What do you see when you look at yourself in the mirror. Do you see yourself the way you wish to see yourself? Or is your mind riddled with the imperfections that you feel others may point out? The voice that speaks to you when you see yourself is a very important one. It determines your body language, your confidence level and it helps you set standards for yourself. The wrong voice is capable of pushing a person off balance. Here is an abridged version of a real psychiatric case shared with me, emphasizing how an opinion from a person we feel dear to us can potentially collapse our entire persona.
I never really understood the importance of having to love yourself. We hear this but at some point many of us laugh at the logic of having to love oneself and wonder if the art of self loving may one day lead to narcissistic behavior. I have even questioned the ideology myself and have, during my short stint practicing Clinical Psychology, come to push aside the need for self-love as something that an individual in dire need for it should only practice. How wrong I was! I was reminded of the reason why it should be practiced when I met the case of Vijay. The day I was to meet him, Vijay (name changed) was supposed to see me at a particular spot but never showed up. The nurse who was to escort him came rushing in saying that his mother claimed Vijay had run away from her while they were waiting to be called. An alert was sent throughout the hospital and a group of our staff went in search of him. It was quite a secure area so we were quite sure that he was somewhere on the hospital premises.
Sure enough, Vijay was found, blanket covering his head, crouched behind a trash bin. He refused to come out. When I offered to see him I found him still cowering, refusing to reveal any part of himself to the outside world. His mother said that he arrived covering himself with the blanket. That was the only way he agreed to go out in public, apparently. I eventually persuaded him to come inside, separate from everyone else and told him that he can continue to cover himself if that is what he was comfortable with. He took a few more minutes to trust that I would not make him do anything against his will, but thankfully, he acquiesced. What I heard from him after that, was something that changed my view on the importance of self-love.
Vijay is your average IT professional in his late twenties. As he spoke, he seemed to have everything going for him: a great career, a steady girlfriend, a supportive family. The only curiosity I had was what lay beneath the blanket. It took another hour for me to gently earn his trust and persuade him to relax which would entail him letting go of his blanket. When he did, I was thoroughly shocked. I expected to see someone who had some obvious distortion in some facial feature, but here was a young man, tall, fair with sharp features capable of evoking jealousy among lesser endowed men, cowering before me, ashamed to show his face. The only hint of anomaly was his unkempt moustache and beard.

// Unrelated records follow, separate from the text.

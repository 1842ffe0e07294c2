use std::fmt;

/// chunkType identifies the content of the Chunk Value field
/// (RFC 4960 Sec 3.2, plus the RFC 6525 and RFC 3758 extensions).
#[derive(Debug, Copy, Clone, PartialEq, Eq, Default)]
pub(crate) struct ChunkType(pub(crate) u8);

pub(crate) const CT_PAYLOAD_DATA: ChunkType = ChunkType(0);
pub(crate) const CT_INIT: ChunkType = ChunkType(1);
pub(crate) const CT_INIT_ACK: ChunkType = ChunkType(2);
pub(crate) const CT_SACK: ChunkType = ChunkType(3);
pub(crate) const CT_HEARTBEAT: ChunkType = ChunkType(4);
pub(crate) const CT_HEARTBEAT_ACK: ChunkType = ChunkType(5);
pub(crate) const CT_ABORT: ChunkType = ChunkType(6);
pub(crate) const CT_SHUTDOWN: ChunkType = ChunkType(7);
pub(crate) const CT_SHUTDOWN_ACK: ChunkType = ChunkType(8);
pub(crate) const CT_ERROR: ChunkType = ChunkType(9);
pub(crate) const CT_COOKIE_ECHO: ChunkType = ChunkType(10);
pub(crate) const CT_COOKIE_ACK: ChunkType = ChunkType(11);
pub(crate) const CT_SHUTDOWN_COMPLETE: ChunkType = ChunkType(14);
pub(crate) const CT_RECONFIG: ChunkType = ChunkType(130);
pub(crate) const CT_FORWARD_TSN: ChunkType = ChunkType(192);

impl fmt::Display for ChunkType {
    fn fmt(&self, f: &mut fmt::Formatter<'_>) -> fmt::Result {
        let others = format!("Unknown ChunkType: {}", self.0);
        let s = match *self {
            CT_PAYLOAD_DATA => "DATA",
            CT_INIT => "INIT",
            CT_INIT_ACK => "INIT-ACK",
            CT_SACK => "SACK",
            CT_HEARTBEAT => "HEARTBEAT",
            CT_HEARTBEAT_ACK => "HEARTBEAT-ACK",
            CT_ABORT => "ABORT",
            CT_SHUTDOWN => "SHUTDOWN",
            CT_SHUTDOWN_ACK => "SHUTDOWN-ACK",
            CT_ERROR => "ERROR",
            CT_COOKIE_ECHO => "COOKIE-ECHO",
            CT_COOKIE_ACK => "COOKIE-ACK",
            CT_SHUTDOWN_COMPLETE => "SHUTDOWN-COMPLETE",
            CT_RECONFIG => "RECONFIG",
            CT_FORWARD_TSN => "FORWARD-TSN",
            _ => others.as_str(),
        };
        write!(f, "{s}")
    }
}

#[cfg(test)]
mod test {
    use super::*;

    #[test]
    fn test_chunk_type_string() {
        let tests = vec![
            (CT_PAYLOAD_DATA, "DATA"),
            (CT_INIT, "INIT"),
            (CT_INIT_ACK, "INIT-ACK"),
            (CT_SACK, "SACK"),
            (CT_HEARTBEAT, "HEARTBEAT"),
            (CT_HEARTBEAT_ACK, "HEARTBEAT-ACK"),
            (CT_ABORT, "ABORT"),
            (CT_SHUTDOWN, "SHUTDOWN"),
            (CT_SHUTDOWN_ACK, "SHUTDOWN-ACK"),
            (CT_ERROR, "ERROR"),
            (CT_COOKIE_ECHO, "COOKIE-ECHO"),
            (CT_COOKIE_ACK, "COOKIE-ACK"),
            (CT_SHUTDOWN_COMPLETE, "SHUTDOWN-COMPLETE"),
            (CT_RECONFIG, "RECONFIG"),
            (CT_FORWARD_TSN, "FORWARD-TSN"),
            (ChunkType(255), "Unknown ChunkType: 255"),
        ];

        for (ct, expected) in tests {
            assert_eq!(
                ct.to_string(),
                expected,
                "failed to stringify chunkType {ct}, expected {expected}"
            );
        }
    }
}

Upon further investigation, I found that his troubles began with the start of his girlfriend comparing his looks with other colleagues and asking him to constantly change his appearance to match whomever she liked better. Eventually, she left him for one of his co-workers. Apart from being unable to deal with her rejection, he felt unable to deal with his own appearance. He put so much in store by her opinion, that her final rejection resulted in his mind being pushed to a clinically critical state. He is now in Psychiatric care.
This may sound far-fetched, but it isn’t fair to blame this girl alone; she was merely the final push. There are many factors that contributed to his state, one major factor being an inability to see himself in a favorable light. This is where self-love comes into play.
Teaching one to love himself/herself is not narcissism. Loving oneself is an act of being able to rationally look yourself in the eye and admire the strengths you have. When you learn to love your strengths and see your own hidden capabilities and evaluate areas of improvement, the mind does not fall prey to the opinions of others. When you feed your own mind thoughts about yourself, it leaves less room for other’s thoughts.
Self-love builds a strong mind. I think it is high time our society teaches its young the art of loving oneself.